# Do I need a DI box for my guitar going into my focusrite scarlett?



## KATerpiller

Hi forum! My first post! 

I have a Focusrite scarlett 2i2 mkII and I'm plugging my guitar directly into it, and then using guitar rig 5 pro for sounds.

Should I also be using a DI box?? It sounds OK as it is, the level is OK but would the quality be tonnes better?


----------



## Divico

As long as you use the Instrument input it should be good enough.
Imo a DI Box isnt worth buying in this situation.


----------



## KATerpiller

Thanks for the reply! Good to know.

On a side note - (pls let me know if I should start a new thread ) what do people generally think of guitar rig? 

I have a Marshall valvestate amp which is about 15ish years old. It still sounds pretty good. I have an old boss gt6 guitar pedal (the big digital multi effects thing) Am I better off micing up my amp and getting different sounds from my gt6? Or is guitar rig comparable?


----------



## Divico

KATerpiller said:


> Thanks for the reply! Good to know.
> 
> On a side note - (pls let me know if I should start a new thread ) what do people generally think of guitar rig?
> 
> I have a Marshall valvestate amp which is about 15ish years old. It still sounds pretty good. I have an old boss gt6 guitar pedal (the big digital multi effects thing) Am I better off micing up my amp and getting different sounds from my gt6? Or is guitar rig comparable?


Hard to tell. Try it. 
Theres lots of people out there who claim that there is nothing better than a real amp.
If you go for Guitar Rig make sure to test out third party impulse responses. A lot of people propose this.
Disable the cabinet and load for example NADIR after guitar rig. GodsCab is among the best free IRs out there//.


----------



## KATerpiller

Interesting! Will look into that


----------



## Nick Batzdorf

Most project studio equipment made in the past 20+ years accepts instrument-, mic-, or line-level inputs. The Scarlett is included.

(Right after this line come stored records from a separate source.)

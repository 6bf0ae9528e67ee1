// Length policy: the inclusive character-count range of a strong password

use serde::{Deserialize, Serialize};

/// Default minimum password length, in characters.
pub const DEFAULT_MIN_LEN: usize = 6;

/// Default maximum password length, in characters.
pub const DEFAULT_MAX_LEN: usize = 20;

/// Error type for invalid policy configuration.
#[derive(Debug, Clone, PartialEq, Eq, thiserror::Error)]
pub enum PolicyError {
    /// The minimum length exceeds the maximum length.
    #[error("minimum length {min_len} exceeds maximum length {max_len}")]
    InvertedBounds { min_len: usize, max_len: usize },
}

/// Inclusive length bounds `[min_len, max_len]`, counted in characters.
///
/// Always satisfies `min_len <= max_len`, so a password can never be both
/// too short and too long.
#[derive(Debug, Clone, Copy, PartialEq, Eq, Hash, Serialize, Deserialize)]
#[serde(try_from = "RawLengthPolicy")]
pub struct LengthPolicy {
    min_len: usize,
    max_len: usize,
}

impl LengthPolicy {
    /// Create a policy, rejecting `min_len > max_len`.
    pub fn new(min_len: usize, max_len: usize) -> Result<Self, PolicyError> {
        if min_len > max_len {
            return Err(PolicyError::InvertedBounds { min_len, max_len });
        }
        Ok(Self { min_len, max_len })
    }

    pub fn min_len(&self) -> usize {
        self.min_len
    }

    pub fn max_len(&self) -> usize {
        self.max_len
    }

    /// Whether a password of `len` characters is within bounds.
    pub fn contains(&self, len: usize) -> bool {
        (self.min_len..=self.max_len).contains(&len)
    }
}

impl Default for LengthPolicy {
    /// 6 to 20 characters.
    fn default() -> Self {
        Self {
            min_len: DEFAULT_MIN_LEN,
            max_len: DEFAULT_MAX_LEN,
        }
    }
}

/// Unvalidated wire form; missing fields fall back to the defaults.
#[derive(Deserialize)]
#[serde(default)]
struct RawLengthPolicy {
    min_len: usize,
    max_len: usize,
}

impl Default for RawLengthPolicy {
    fn default() -> Self {
        Self {
            min_len: DEFAULT_MIN_LEN,
            max_len: DEFAULT_MAX_LEN,
        }
    }
}

impl TryFrom<RawLengthPolicy> for LengthPolicy {
    type Error = PolicyError;

    fn try_from(raw: RawLengthPolicy) -> Result<Self, Self::Error> {
        LengthPolicy::new(raw.min_len, raw.max_len)
    }
}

Direct boxes that have transformers can add a color, but the basic idea was always just to lower the impedance so you could plug an instrument into a console's mic input. They're usually designed to be as clean as possible, in other words - character generally comes from amps and other toys.


----------



## Nao Gam

@KATerpiller while I haven't yet opened my amp sims to test them, both from demos and other people's opinions guitar rig seems sub par at high gain high distortion stuff.
At some point I was interested in bias amp by positive grid, but after reading EvilDragon's opinion on the matter I got thermionik by kazrog. It's 50$ and has a free demo and a refund option. From what I've read (and heard) it might be the best sounding sim out there. Tho other good ones exist.
Guitar rig is not one of them, tho the clean stuff and the effects seem to work well


----------



## c t

Guitar Rig is decent. I have the Thermionik Suite and it's great. If you're your using Guitar Rig, disable cabs and use 3rd party IRs (lots of free ones, and cheaper ones as well, but it's a hell of a rabbit hole). There are also some free amps VSTs out there as well, which are surprisingly good.


----------



## thevisi0nary

You have zero need for a DI box, your interface has a Hi-Z input.


----------



## gtrwll

KATerpiller said:


> Should I also be using a DI box?? It sounds OK as it is, the level is OK but would the quality be tonnes better?



Welcome to the forum!

2i2 has a Hi-Z input, but the general consensus is that the preamps aren't that great and tend to clip especially with active pickups. I have mk1 myself and buying a DI box improved the sound a lot. The preamps on mk2 are better, I've heard, but you can easily determine this yourself: if it doesn't clip when you play and rhe gain isn't all the way down, I think you're good to go.


----------



## thevisi0nary

gtrwll said:


> Welcome to the forum!
> 
> 2i2 has a Hi-Z input, but the general consensus is that the preamps aren't that great and tend to clip especially with active pickups. I have mk1 myself and buying a DI box improved the sound a lot. The preamps on mk2 are better, I've heard, but you can easily determine this yourself: if it doesn't clip when you play and rhe gain isn't all the way down, I think you're good to go.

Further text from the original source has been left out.